Pear Cider (Process and Recipe)

Thursday, October 1st, 2009

So we decided to make hard pear cider (perry, or poiré) this year.

There are some good recipes on the web, but very little documentation on the complete process. Hopefully this log of our process will fill in the gaps for you. Before we begin, here are some of the essentials.

  • Type of fruit: Ripe, organic Bartlett pears.
  • Amount of fruit: 10lbs of fruit produced 6lbs of cider – 2800ml  or about 3qt.
  • That’s about: 65-75lb of fruit for 5gallons at full OG.
  • However: Full OG was 1.070, so we added water to bring it down to 1.055.

32382502Picking the pears

09-27-2009

Finding cheap pears was more difficult then I originally imagined. We were planning to juice the fruit and thus didn’t really care about it’s appearance. I put an ad on craigslist wanted – asking for anyone who might have a tree around town, so that we might collect the windfalls. There were a few leads, but none of them produced many pears.
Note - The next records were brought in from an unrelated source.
//! Custom Resource Definitions read and written by the controller

mod managed_cluster;

pub use managed_cluster::*;

use kube::CustomResourceExt;

/// Generate the CRD YAML manifests, for clusters without the fleet control plane installed
pub fn generate_crds() -> Result<Vec<String>, serde_yaml::Error> {
    Ok(vec![serde_yaml::to_string(&ManagedCluster::crd())?])
}
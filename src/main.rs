//! Auto-import controller
//!
//! Main entry point. Sets up the Kubernetes client, starts the metrics
//! server, and runs the reconciliation loop until shutdown.

use std::sync::Arc;

use kube::Client;
use tokio::signal;
use tokio_util::sync::CancellationToken;
use tracing::{error, info};
use tracing_subscriber::{layer::SubscriberExt, util::SubscriberInitExt, EnvFilter};

use auto_import_controller::{
    config::{LogFormat, OperatorConfig},
    controllers::{self, Context},
    metrics,
};

#[tokio::main]
async fn main() -> anyhow::Result<()> {
    let config = OperatorConfig::from_env()?;
    init_tracing(config.log_format);

    info!("Starting auto-import controller");

    let client = Client::try_default().await?;
    info!("Connected to Kubernetes API server");

    let shutdown = CancellationToken::new();
    let metrics_port = config.metrics_port;
    let context = Arc::new(Context::new(client.clone(), config, shutdown.clone()));

    let metrics_handle = tokio::spawn(metrics::serve(metrics_port));
    info!("Metrics server starting on port {}", metrics_port);

    // Cancel in-flight passes as soon as a signal arrives; the controller drains them.
    let signal_token = shutdown.clone();
    tokio::spawn(async move {
        shutdown_signal().await;
        info!("Received shutdown signal, stopping controller");
        signal_token.cancel();
    });

    let controller = controllers::run_auto_import_controller(client, context);

    tokio::select! {
        _ = controller => {
            if !shutdown.is_cancelled() {
                error!("Auto-import controller exited unexpectedly");
            }
        }
        _ = metrics_handle => {
            error!("Metrics server exited unexpectedly");
        }
    }

    info!("Auto-import controller stopped");
    Ok(())
}

fn init_tracing(format: LogFormat) {
    let env_filter = EnvFilter::try_from_default_env()
        .unwrap_or_else(|_| EnvFilter::new("info,kube=warn,hyper=warn"));

    let registry = tracing_subscriber::registry().with(env_filter);
    match format {
        LogFormat::Json => registry.with(tracing_subscriber::fmt::layer().json()).init(),
        LogFormat::Text => registry.with(tracing_subscriber::fmt::layer().compact()).init(),
    }
}

/// Wait for shutdown signal (SIGTERM or SIGINT)
async fn shutdown_signal() {
    let ctrl_c = async {
        if let Err(e) = signal::ctrl_c().await {
            error!("Failed to listen for CTRL+C: {}", e);
            std::future::pending::<()>().await;
        }
    };

    #[cfg(unix)]
    let terminate = async {
        match signal::unix::signal(signal::unix::SignalKind::terminate()) {
            Ok(mut sigterm) => {
                sigterm.recv().await;
            }
            Err(e) => {
                error!("Failed to install SIGTERM handler: {}", e);
                std::future::pending::<()>().await;
            }
        }
    };

    #[cfg(not(unix))]
    let terminate = std::future::pending::<()>();

    tokio::select! {
        _ = ctrl_c => {
            info!("Received CTRL+C signal");
        }
        _ = terminate => {
            info!("Received SIGTERM signal");
        }
    }
}
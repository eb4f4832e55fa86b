//! Operator configuration, read from the environment

use std::str::FromStr;
use std::time::Duration;

use crate::error::{Error, Result};

/// Log output format
#[derive(Clone, Copy, Debug, PartialEq, Eq)]
pub enum LogFormat {
    Json,
    Text,
}

impl FromStr for LogFormat {
    type Err = Error;

    fn from_str(s: &str) -> Result<Self> {
        match s.to_ascii_lowercase().as_str() {
            "json" => Ok(LogFormat::Json),
            "text" => Ok(LogFormat::Text),
            other => Err(Error::config(format!(
                "Invalid LOG_FORMAT '{}': must be one of: json, text",
                other
            ))),
        }
    }
}

/// Operator settings
#[derive(Clone, Debug)]
pub struct OperatorConfig {
    /// Port for the metrics and health endpoints
    pub metrics_port: u16,
    /// Restrict watches to one namespace
    pub watch_namespace: Option<String>,
    /// Requeue delay after a retryable failure
    pub error_requeue: Duration,
    /// Requeue delay after a failure that needs manual intervention
    pub config_error_requeue: Duration,
    pub log_format: LogFormat,
    /// Server-side apply field manager on the remote cluster
    pub field_manager: String,
}

impl Default for OperatorConfig {
    fn default() -> Self {
        Self {
            metrics_port: 8080,
            watch_namespace: None,
            error_requeue: Duration::from_secs(30),
            config_error_requeue: Duration::from_secs(300),
            log_format: LogFormat::Json,
            field_manager: "auto-import-controller".to_string(),
        }
    }
}

fn parse_var<T>(lookup: &impl Fn(&str) -> Option<String>, name: &str, default: T) -> Result<T>
where
    T: FromStr,
    T::Err: std::fmt::Display,
{
    match lookup(name) {
        None => Ok(default),
        Some(raw) => raw
            .trim()
            .parse()
            .map_err(|e| Error::config(format!("Invalid {} '{}': {}", name, raw, e))),
    }
}

impl OperatorConfig {
    /// Read settings from the process environment
    pub fn from_env() -> Result<Self> {
        Self::from_lookup(|name| std::env::var(name).ok())
    }

    /// Read settings through `lookup`, falling back to defaults for unset variables
    pub fn from_lookup(lookup: impl Fn(&str) -> Option<String>) -> Result<Self> {
        let defaults = Self::default();

        let log_format = match lookup("LOG_FORMAT") {
            Some(raw) => raw.parse()?,
            None => defaults.log_format,
        };

        Ok(Self {
            metrics_port: parse_var(&lookup, "METRICS_PORT", defaults.metrics_port)?,
            watch_namespace: lookup("WATCH_NAMESPACE").filter(|ns| !ns.is_empty()),
            error_requeue: Duration::from_secs(parse_var(
                &lookup,
                "ERROR_REQUEUE_SECS",
                defaults.error_requeue.as_secs(),
            )?),
            config_error_requeue: Duration::from_secs(parse_var(
                &lookup,
                "CONFIG_ERROR_REQUEUE_SECS",
                defaults.config_error_requeue.as_secs(),
            )?),
            log_format,
            field_manager: lookup("FIELD_MANAGER")
                .filter(|m| !m.is_empty())
                .unwrap_or(defaults.field_manager),
        })
    }
}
So, I started looking at u-pick options. Oregon is a great place to pick fruit, but pears ranged in price from $0.50 to $1.00 a pound and many of the options were 50+ miles away. Then, by chance I found a much more local farm that was offering organic Bartlett pears for only $0.20/lb.

32366104It is a small farm is called Vancil-Polehn and I found them via this ad. Here is an excerpt: “Organic Bartlett pears .20 per lb for Pears (some have scabs on them that is the reason behind the cheap prices) STILL TASTE WONDERFUL!  OPEN FROM 9am-5pm”

They are in located in the Redland/Oregon City area about 17 miles from my house. Much better then heading all the way to Hood River. If you go, make sure to wear shoes and long pants. There are blackberries around many of the trees that want to gobble up your pears. You might also consider bringing your own fruit picking device. We were happy to use the can-on-a-stick that they have available, but it was no the most efficient method.

It took four of us a few short hours to pick 225lbs of pears.

photo(4)Ripening the fruit

09-27-2009

Much of the fruit was very firm. I decided to lay it out on a tarp in the guest bedroom to ripen. It was set out on Sunday. By Wednesday, all of the pears were yellow and giving off a pleasant aroma. They also started to attract fruit flys.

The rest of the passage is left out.